Vendemmia 2018: un’annata eccellente per i vini piemontesi

28.12.2018

Glasses of red wine in a row

È stata un’annata eccellente, con una ripresa anche sotto il profilo quantitativo che raggiungerà quota 2,5 milioni di ettolitri. I dati della vendemmia 2018 in Piemonte, presentati dai Vignaioli Piemontesi, sono questi: annata piovosa, con temperature miti d’inverno e infuocate tra luglio e agosto con picchi ben oltre i 35 gradi.

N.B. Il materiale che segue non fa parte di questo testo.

#[async_trait]
impl AlertStore for PgAlertStore {
    async fn save_alert(&self, alert: Alert) -> Result<Alert> {
        let labels = serde_json::to_value(&alert.labels)?;
        let annotations = serde_json::to_value(&alert.annotations)?;
        let namespace = alert.namespace().map(str::to_string);
        let status = status_str(alert.status);

        let row = self
            .retrying(|| {
                sqlx::query(
                    r#"
                    INSERT INTO alerts
                        (fingerprint, alert_name, status, labels, annotations, namespace,
                         starts_at, ends_at, generator_url, created_at, updated_at)
                    VALUES ($1, $2, $3, $4, $5, $6, $7, $8, $9, now(), now())
                    ON CONFLICT (fingerprint) DO UPDATE SET
                        alert_name = EXCLUDED.alert_name,
                        status = EXCLUDED.status,
                        labels = EXCLUDED.labels,
                        annotations = EXCLUDED.annotations,
                        namespace = EXCLUDED.namespace,
                        starts_at = EXCLUDED.starts_at,
                        ends_at = EXCLUDED.ends_at,
                        generator_url = EXCLUDED.generator_url,
                        updated_at = now()
                    RETURNING fingerprint, alert_name, status, labels, annotations,
                              starts_at, ends_at, generator_url, created_at, updated_at
                    "#,
                )
                .bind(&alert.fingerprint)
                .bind(&alert.alert_name)
                .bind(status)
                .bind(&labels)
                .bind(&annotations)
                .bind(&namespace)
                .bind(alert.starts_at)
                .bind(alert.ends_at)
                .bind(&alert.generator_url)
                .fetch_one(&self.pool)
            })
            .await?;

        Self::parse_alert(&row).map_err(StoreError::Database)
    }

    async fn get_alert_by_fingerprint(&self, fingerprint: &str) -> Result<Option<Alert>> {
        let row = self
            .retrying(|| {
                sqlx::query(
                    "SELECT fingerprint, alert_name, status, labels, annotations, starts_at, \
                     ends_at, generator_url, created_at, updated_at FROM alerts WHERE fingerprint = $1",
                )
                .bind(fingerprint)
                .fetch_optional(&self.pool)
            })
            .await?;

        row.as_ref().map(Self::parse_alert).transpose().map_err(StoreError::Database)
    }

    async fn list_alerts(&self, filter: AlertFilter) -> Result<(Vec<Alert>, i64)> {
        let filter = filter.validated()?;

        let build_where = |qb: &mut sqlx::QueryBuilder<'_, sqlx::Postgres>| {
            let mut first = true;
            let mut and = |qb: &mut sqlx::QueryBuilder<'_, sqlx::Postgres>| {
                qb.push(if first { " WHERE " } else { " AND " });
                first = false;
            };
            if let Some(status) = &filter.status {
                and(qb);
                qb.push("status = ").push_bind(status.clone());
            }
            if let Some(severity) = &filter.severity {
                and(qb);
                qb.push("labels->>'severity' = ").push_bind(severity.clone());
            }
            if let Some(namespace) = &filter.namespace {
                and(qb);
                qb.push("namespace = ").push_bind(namespace.clone());
            }
            if let Some(from) = filter.time_range.as_ref().and_then(|t| t.from) {
                and(qb);
                qb.push("starts_at >= ").push_bind(from);
            }
            if let Some(to) = filter.time_range.as_ref().and_then(|t| t.to) {
                and(qb);
                qb.push("starts_at <= ").push_bind(to);
            }
            if !filter.labels.is_empty() {
                and(qb);
                let labels_json = serde_json::to_value(&filter.labels).expect("label map serializes");
                qb.push("labels @> ").push_bind(labels_json);
            }
        };

        let total: i64 = self
            .retrying(|| {
                let mut qb = sqlx::QueryBuilder::new("SELECT count(*) AS total FROM alerts");
                build_where(&mut qb);
                async move { qb.build().fetch_one(&self.pool).await }
            })
            .await?
            .try_get("total")
            .map_err(StoreError::Database)?;

        let rows = self
            .retrying(|| {
                let mut qb = sqlx::QueryBuilder::new(
                    "SELECT fingerprint, alert_name, status, labels, annotations, starts_at, ends_at, \
                     generator_url, created_at, updated_at FROM alerts",
                );
                build_where(&mut qb);
                qb.push(" ORDER BY starts_at DESC, fingerprint ASC LIMIT ")
                    .push_bind(filter.limit)
                    .push(" OFFSET ")
                    .push_bind(filter.offset);
                async move { qb.build().fetch_all(&self.pool).await }
            })
            .await?;

        let alerts = rows.iter().map(Self::parse_alert).collect::<std::result::Result<Vec<_>, _>>().map_err(StoreError::Database)?;
        Ok((alerts, total))
    }

    async fn update_alert(&self, alert: Alert) -> Result<Alert> {
        let labels = serde_json::to_value(&alert.labels)?;
        let annotations = serde_json::to_value(&alert.annotations)?;
        let namespace = alert.namespace().map(str::to_string);
        let status = status_str(alert.status);

        let row = self
            .retrying(|| {
                sqlx::query(
                    r#"
                    UPDATE alerts SET
                        alert_name = $2, status = $3, labels = $4, annotations = $5,
                        namespace = $6, starts_at = $7, ends_at = $8, generator_url = $9,
                        updated_at = now()
                    WHERE fingerprint = $1
                    RETURNING fingerprint, alert_name, status, labels, annotations,
                              starts_at, ends_at, generator_url, created_at, updated_at
                    "#,
                )
                .bind(&alert.fingerprint)
                .bind(&alert.alert_name)
                .bind(status)
                .bind(&labels)
                .bind(&annotations)
                .bind(&namespace)
                .bind(alert.starts_at)
                .bind(alert.ends_at)
                .bind(&alert.generator_url)
                .fetch_optional(&self.pool)
            })
            .await?;

        match row {
            Some(row) => Self::parse_alert(&row).map_err(StoreError::Database),
            None => Err(StoreError::NotFound),
        }
    }

    async fn delete_alert(&self, fingerprint: &str, idempotent: bool) -> Result<()> {
        let result = self
            .retrying(|| sqlx::query("DELETE FROM alerts WHERE fingerprint = $1").bind(fingerprint).execute(&self.pool))
            .await?;

        if result.rows_affected() == 0 && !idempotent {
            return Err(StoreError::NotFound);
        }
        Ok(())
    }

    async fn get_alert_stats(&self) -> Result<AlertStats> {
        let total: i64 = self
            .retrying(|| sqlx::query("SELECT count(*) AS total FROM alerts").fetch_one(&self.pool))
            .await?
            .try_get("total")
            .map_err(StoreError::Database)?;

        let by_status_rows = self
            .retrying(|| sqlx::query("SELECT status, count(*) AS n FROM alerts GROUP BY status").fetch_all(&self.pool))
            .await?;
        let by_status = by_status_rows
            .iter()
            .map(|r| Ok((r.try_get::<String, _>("status")?, r.try_get::<i64, _>("n")?)))
            .collect::<std::result::Result<BTreeMap<_, _>, sqlx::Error>>()
            .map_err(StoreError::Database)?;

        let by_severity_rows = self
            .retrying(|| {
                sqlx::query(
                    "SELECT coalesce(labels->>'severity', 'unknown') AS severity, count(*) AS n \
                     FROM alerts GROUP BY severity",
                )
                .fetch_all(&self.pool)
            })
            .await?;
        let by_severity = by_severity_rows
            .iter()
            .map(|r| Ok((r.try_get::<String, _>("severity")?, r.try_get::<i64, _>("n")?)))
            .collect::<std::result::Result<BTreeMap<_, _>, sqlx::Error>>()
            .map_err(StoreError::Database)?;

        let by_namespace_rows = self
            .retrying(|| {
                sqlx::query("SELECT coalesce(namespace, 'unknown') AS namespace, count(*) AS n FROM alerts GROUP BY namespace")
                    .fetch_all(&self.pool)
            })
            .await?;
        let by_namespace = by_namespace_rows
            .iter()
            .map(|r| Ok((r.try_get::<String, _>("namespace")?, r.try_get::<i64, _>("n")?)))
            .collect::<std::result::Result<BTreeMap<_, _>, sqlx::Error>>()
            .map_err(StoreError::Database)?;

        let bounds = self
            .retrying(|| sqlx::query("SELECT min(starts_at) AS oldest, max(starts_at) AS newest FROM alerts").fetch_one(&self.pool))
            .await?;
        let oldest: Option<DateTime<Utc>> = bounds.try_get("oldest").map_err(StoreError::Database)?;
        let newest: Option<DateTime<Utc>> = bounds.try_get("newest").map_err(StoreError::Database)?;

        Ok(AlertStats { total, by_status, by_severity, by_namespace, oldest, newest })
    }

    async fn cleanup_old_alerts(&self, retention_days: i64) -> Result<u64> {
        let result = self
            .retrying(|| {
                sqlx::query("DELETE FROM alerts WHERE starts_at < now() - ($1 || ' days')::interval")
                    .bind(retention_days.to_string())
                    .execute(&self.pool)
            })
            .await?;
        Ok(result.rows_affected())
    }

    async fn save_classification(&self, classification: Classification) -> Result<Classification> {
        let recommendations = serde_json::to_value(&classification.recommendations)?;
        let severity = severity_str(classification.severity);
        let source = source_str(classification.source);

        let row = self
            .retrying(|| {
                sqlx::query(
                    r#"
                    INSERT INTO alert_classifications
                        (alert_fingerprint, severity, confidence, reasoning, recommendations,
                         processing_time_seconds, source, model, model_version, cache_hit, created_at)
                    VALUES ($1, $2, $3, $4, $5, $6, $7, $8, $9, $10, now())
                    ON CONFLICT (alert_fingerprint) DO UPDATE SET
                        severity = EXCLUDED.severity,
                        confidence = EXCLUDED.confidence,
                        reasoning = EXCLUDED.reasoning,
                        recommendations = EXCLUDED.recommendations,
                        processing_time_seconds = EXCLUDED.processing_time_seconds,
                        source = EXCLUDED.source,
                        model = EXCLUDED.model,
                        model_version = EXCLUDED.model_version,
                        cache_hit = EXCLUDED.cache_hit,
                        created_at = now()
                    RETURNING alert_fingerprint, severity, confidence, reasoning, recommendations,
                              processing_time_seconds, source, model, model_version, cache_hit, created_at
                    "#,
                )
                .bind(&classification.fingerprint)
                .bind(severity)
                .bind(classification.confidence)
                .bind(&classification.reasoning)
                .bind(&recommendations)
                .bind(classification.processing_time_seconds)
                .bind(source)
                .bind(&classification.model)
                .bind(&classification.model_version)
                .bind(classification.cache_hit)
                .fetch_one(&self.pool)
            })
            .await?;

        Self::parse_classification(&row).map_err(StoreError::Database)
    }

    async fn get_classification(&self, fingerprint: &str) -> Result<Option<Classification>> {
        let row = self
            .retrying(|| {
                sqlx::query(
                    "SELECT alert_fingerprint, severity, confidence, reasoning, recommendations, \
                     processing_time_seconds, source, model, model_version, cache_hit, created_at \
                     FROM alert_classifications WHERE alert_fingerprint = $1",
                )
                .bind(fingerprint)
                .fetch_optional(&self.pool)
            })
            .await?;

        row.as_ref().map(Self::parse_classification).transpose().map_err(StoreError::Database)
    }

    async fn append_publishing_attempt(&self, attempt: PublishingAttempt) -> Result<()> {
        let status = attempt_status_str(attempt.status);
        self.retrying(|| {
            sqlx::query(
                r#"
                INSERT INTO alert_publishing_history
                    (alert_fingerprint, target_name, target_type, status, attempt_number,
                     response_code, response_message, payload_size, processing_time_seconds,
                     error_details, created_at)
                VALUES ($1, $2, $3, $4, $5, $6, $7, $8, $9, $10, now())
                "#,
            )
            .bind(&attempt.alert_fingerprint)
            .bind(&attempt.target_name)
            .bind(&attempt.target_type)
            .bind(status)
            .bind(attempt.attempt_number as i32)
            .bind(attempt.response_code)
            .bind(&attempt.response_message)
            .bind(attempt.payload_size)
            .bind(attempt.processing_time_seconds)
            .bind(&attempt.error_details)
            .execute(&self.pool)
        })
        .await?;
        Ok(())
    }

    async fn get_publishing_history(&self, fingerprint: &str) -> Result<Vec<PublishingAttempt>> {
        let rows = self
            .retrying(|| {
                sqlx::query(
                    "SELECT alert_fingerprint, target_name, target_type, status, attempt_number, \
                     response_code, response_message, payload_size, processing_time_seconds, \
                     error_details, created_at FROM alert_publishing_history \
                     WHERE alert_fingerprint = $1 ORDER BY created_at DESC",
                )
                .bind(fingerprint)
                .fetch_all(&self.pool)
            })
            .await?;

        rows.iter().map(Self::parse_attempt).collect::<std::result::Result<Vec<_>, _>>().map_err(StoreError::Database)
    }
}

La raccolta delle uve è avvenuta tra settembre e ottobre.

Tra i vigneti del Piemonte, la produzione di vino è stata di poco più di 2,5 milioni di ettolitri in aumento del 30% sul 2017. In Italia la produzione è stata di 49,5 milioni di ettolitri (+16% sul 2017), dato che fa del Bel Paese il primo produttore al mondo.

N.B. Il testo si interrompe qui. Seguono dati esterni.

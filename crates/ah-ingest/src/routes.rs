//! HTTP surface for the Ingest Orchestrator (§6): `POST /webhook` (aliased at
//! `/api/v2/webhook` for alertmanager-compatible callers), `GET /healthz`,
//! `GET /metrics`. Grounded on `fc-platform/src/event/api.rs`'s
//! `OpenApiRouter` + `routes!` convention and `bin/fc-platform-server`'s
//! split-router / Swagger-UI assembly.

use std::sync::Arc;

use axum::extract::State;
use axum::http::StatusCode;
use axum::response::{IntoResponse, Response};
use axum::Json;
use metrics_exporter_prometheus::PrometheusHandle;
use tokio_util::sync::CancellationToken;
use utoipa_axum::router::OpenApiRouter;
use utoipa_axum::routes;
use utoipa_swagger_ui::SwaggerUi;

use ah_store::AlertStore;

use crate::error::{IngestError, Result};
use crate::model::{HealthResponse, HealthState, IngestBatchRequest, IngestResponse};
use crate::orchestrator::Orchestrator;

#[derive(Clone)]
pub struct AppState {
    pub orchestrator: Arc<Orchestrator>,
    pub store: Arc<dyn AlertStore>,
    pub metrics_handle: PrometheusHandle,
}

/// Ingest a batch of alerts (§4.H).
///
/// Runs each alert through upsert, classification, silence evaluation, and
/// publish fanout, then folds the per-alert outcomes into one batch status.
/// `200` when every alert succeeded, `207` on a mixed batch, `502` when every
/// alert failed.
#[utoipa::path(
    post,
    path = "/webhook",
    tag = "ingest",
    operation_id = "postWebhook",
    request_body = IngestBatchRequest,
    responses(
        (status = 200, description = "All alerts ingested successfully", body = IngestResponse),
        (status = 207, description = "Mixed per-alert outcomes", body = IngestResponse),
        (status = 400, description = "Empty or oversized batch"),
        (status = 502, description = "Every alert in the batch failed", body = IngestResponse),
    ),
)]
pub async fn webhook(State(state): State<AppState>, Json(req): Json<IngestBatchRequest>) -> Result<Response> {
    if req.alerts.is_empty() {
        return Err(IngestError::EmptyBatch);
    }
    const MAX_BATCH_SIZE: usize = 1000;
    if req.alerts.len() > MAX_BATCH_SIZE {
        return Err(IngestError::BatchTooLarge(req.alerts.len(), MAX_BATCH_SIZE));
    }

    let cancel = CancellationToken::new();
    let details = state.orchestrator.ingest(&cancel, req.alerts).await;
    let response = IngestResponse::from_details(details);
    let status = response.http_status();
    Ok((status, Json(response)).into_response())
}

/// Liveness/readiness probe (§6): `200` when the alert store answers, `503`
/// otherwise.
#[utoipa::path(
    get,
    path = "/healthz",
    tag = "ingest",
    operation_id = "getHealthz",
    responses(
        (status = 200, description = "Service is healthy", body = HealthResponse),
        (status = 503, description = "Service is unhealthy", body = HealthResponse),
    ),
)]
pub async fn healthz(State(state): State<AppState>) -> Response {
    let now = chrono::Utc::now();
    match state.store.get_alert_stats().await {
        Ok(_) => (StatusCode::OK, Json(HealthResponse { status: HealthState::Healthy, time: now })).into_response(),
        Err(e) => {
            tracing::warn!(error = %e, "healthz probe failed");
            (StatusCode::SERVICE_UNAVAILABLE, Json(HealthResponse { status: HealthState::Unhealthy, time: now })).into_response()
        }
    }
}

/// Prometheus text-format metrics (§6), rendered from the process-wide
/// recorder installed once at binary start.
pub async fn metrics(State(state): State<AppState>) -> Response {
    (StatusCode::OK, state.metrics_handle.render()).into_response()
}

pub fn ingest_router(state: AppState) -> OpenApiRouter {
    OpenApiRouter::new()
        .routes(routes!(webhook))
        .routes(routes!(healthz))
        .with_state(state)
}

/// Assembles the full service router: the OpenAPI-collected ingest routes,
/// the alertmanager-compatible `/api/v2/webhook` alias, the plain `/metrics`
/// endpoint, and the Swagger UI.
pub fn app_router(state: AppState) -> axum::Router {
    let (router, mut openapi) = ingest_router(state.clone()).split_for_parts();

    openapi.info.title = "Alert History Service API".to_string();
    openapi.info.version = env!("CARGO_PKG_VERSION").to_string();
    openapi.info.description = Some("Alert ingest, classification, and publishing fanout".to_string());

    let extra = axum::Router::new()
        .route("/api/v2/webhook", axum::routing::post(webhook))
        .route("/metrics", axum::routing::get(metrics))
        .with_state(state);

    axum::Router::new()
        .merge(router)
        .merge(extra)
        .merge(SwaggerUi::new("/swagger-ui").url("/api-doc/openapi.json", openapi))
}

Il risultato migliore è per il Nebbiolo di Langhe e Roero, Pelaverga di Verduno e il Cortese zona Gavi, che si aggiudicano quasi l’eccellenza (quattro stelle e mezzo). Seguono con 4 stelle  Barbera, Grignolino, Freisa, Arneis, Erbaluce, Favorita, Vespolina, Chardonnay. Gli altri vitigni stanno nella sfera del molto buono.

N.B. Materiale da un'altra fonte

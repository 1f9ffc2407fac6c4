//! L2: distributed read-through cache, backed by Redis in production and an
//! in-process fake for `ah-dev`.

use std::collections::HashMap;
use std::sync::Arc;
use std::time::Duration;

use async_trait::async_trait;
use parking_lot::Mutex;
use redis::aio::ConnectionManager;
use redis::AsyncCommands;
use tracing::warn;

use ah_common::Classification;

use crate::error::{ClassifyError, Result};

#[async_trait]
pub trait L2Cache: Send + Sync {
    async fn get(&self, fingerprint: &str) -> Result<Option<Classification>>;
    async fn put(&self, classification: &Classification, ttl: Duration) -> Result<()>;
}

/// Redis-backed L2, mirroring the teacher's `ConnectionManager` usage for
/// automatic reconnect without an explicit health loop.
pub struct RedisL2Cache {
    conn: ConnectionManager,
    key_prefix: String,
}

impl RedisL2Cache {
    pub async fn connect(url: &str, key_prefix: impl Into<String>) -> Result<Self> {
        let client = redis::Client::open(url).map_err(|e| ClassifyError::L2Cache(e.to_string()))?;
        let conn = ConnectionManager::new(client).await.map_err(|e| ClassifyError::L2Cache(e.to_string()))?;
        Ok(Self { conn, key_prefix: key_prefix.into() })
    }

    fn key(&self, fingerprint: &str) -> String {
        format!("{}:{}", self.key_prefix, fingerprint)
    }
}

#[async_trait]
impl L2Cache for RedisL2Cache {
    async fn get(&self, fingerprint: &str) -> Result<Option<Classification>> {
        let mut conn = self.conn.clone();
        let raw: Option<String> =
            conn.get(self.key(fingerprint)).await.map_err(|e| ClassifyError::L2Cache(e.to_string()))?;

        match raw {
            Some(json) => serde_json::from_str(&json)
                .map(Some)
                .map_err(|e| ClassifyError::L2Cache(e.to_string())),
            None => Ok(None),
        }
    }

    async fn put(&self, classification: &Classification, ttl: Duration) -> Result<()> {
        let json = serde_json::to_string(classification).map_err(|e| ClassifyError::L2Cache(e.to_string()))?;
        let mut conn = self.conn.clone();
        conn.set_ex::<_, _, ()>(self.key(&classification.fingerprint), json, ttl.as_secs())
            .await
            .map_err(|e| ClassifyError::L2Cache(e.to_string()))?;
        Ok(())
    }
}

/// In-memory stand-in for local dev iteration — no TTL eviction, since
/// dev sessions are short-lived; swapped in by `bin/ah-dev`.
#[derive(Default)]
pub struct InMemoryL2Cache {
    entries: Mutex<HashMap<String, Classification>>,
}

impl InMemoryL2Cache {
    pub fn new() -> Self {
        Self::default()
    }
}

#[async_trait]
impl L2Cache for InMemoryL2Cache {
    async fn get(&self, fingerprint: &str) -> Result<Option<Classification>> {
        Ok(self.entries.lock().get(fingerprint).cloned())
    }

    async fn put(&self, classification: &Classification, _ttl: Duration) -> Result<()> {
        self.entries.lock().insert(classification.fingerprint.clone(), classification.clone());
        Ok(())
    }
}

/// Wraps any `L2Cache` so a connection failure degrades to a cache miss
/// instead of failing classification — per §4.E, L2 errors must not fail
/// the enclosing ingest.
pub struct FaultTolerantL2 {
    inner: Arc<dyn L2Cache>,
}

impl FaultTolerantL2 {
    pub fn new(inner: Arc<dyn L2Cache>) -> Self {
        Self { inner }
    }

    pub async fn get(&self, fingerprint: &str) -> Option<Classification> {
        match self.inner.get(fingerprint).await {
            Ok(found) => found,
            Err(err) => {
                warn!(%err, "L2 cache read failed, treating as miss");
                None
            }
        }
    }

    pub async fn put(&self, classification: &Classification, ttl: Duration) {
        if let Err(err) = self.inner.put(classification, ttl).await {
            warn!(%err, "L2 cache write failed, continuing without it");
        }
    }
}

#[cfg(test)]
mod tests {
    use super::*;
    use ah_common::{ClassificationSource, Severity};
    use chrono::Utc;

    fn sample(fingerprint: &str) -> Classification {
        Classification {
            fingerprint: fingerprint.to_string(),
            severity: Severity::Info,
            confidence: 0.2,
            reasoning: "no rule matched".to_string(),
            recommendations: vec![],
            processing_time_seconds: 0.0,
            source: ClassificationSource::Fallback,
            model: None,
            model_version: None,
            cache_hit: false,
            created_at: Utc::now(),
        }
    }

    #[tokio::test]
    async fn in_memory_cache_round_trips() {
        let cache = InMemoryL2Cache::new();
        assert!(cache.get("fp").await.unwrap().is_none());
        cache.put(&sample("fp"), Duration::from_secs(60)).await.unwrap();
        assert_eq!(cache.get("fp").await.unwrap().unwrap().fingerprint, "fp");
    }

    struct FailingCache;

    #[async_trait]
    impl L2Cache for FailingCache {
        async fn get(&self, _fingerprint: &str) -> Result<Option<Classification>> {
            Err(ClassifyError::L2Cache("connection refused".to_string()))
        }
        async fn put(&self, _classification: &Classification, _ttl: Duration) -> Result<()> {
            Err(ClassifyError::L2Cache("connection refused".to_string()))
        }
    }

    #[tokio::test]
    async fn fault_tolerant_wrapper_degrades_to_miss_on_error() {
        let wrapper = FaultTolerantL2::new(Arc::new(FailingCache));
        assert!(wrapper.get("fp").await.is_none());
        wrapper.put(&sample("fp"), Duration::from_secs(60)).await;
    }
}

Le aziende vitivinicole in Piemonte sono 18.000 su 67.000 totali, mentre gli ettari vitati sono circa 44.449, con un lieve aumento sul 2017. Il 33% della produzione è invece rappresentato da 37 cooperative a cui conferiscono 6242 vignaioli. L’export si conferma attorno al miliardo di euro su un export agroalimentare complessivo di 4,5 miliardi di euro. I principali paesi importatori sono Germania, Gran Bretagna, USA, Francia, Russia, Spagna, Svizzera, Giappone.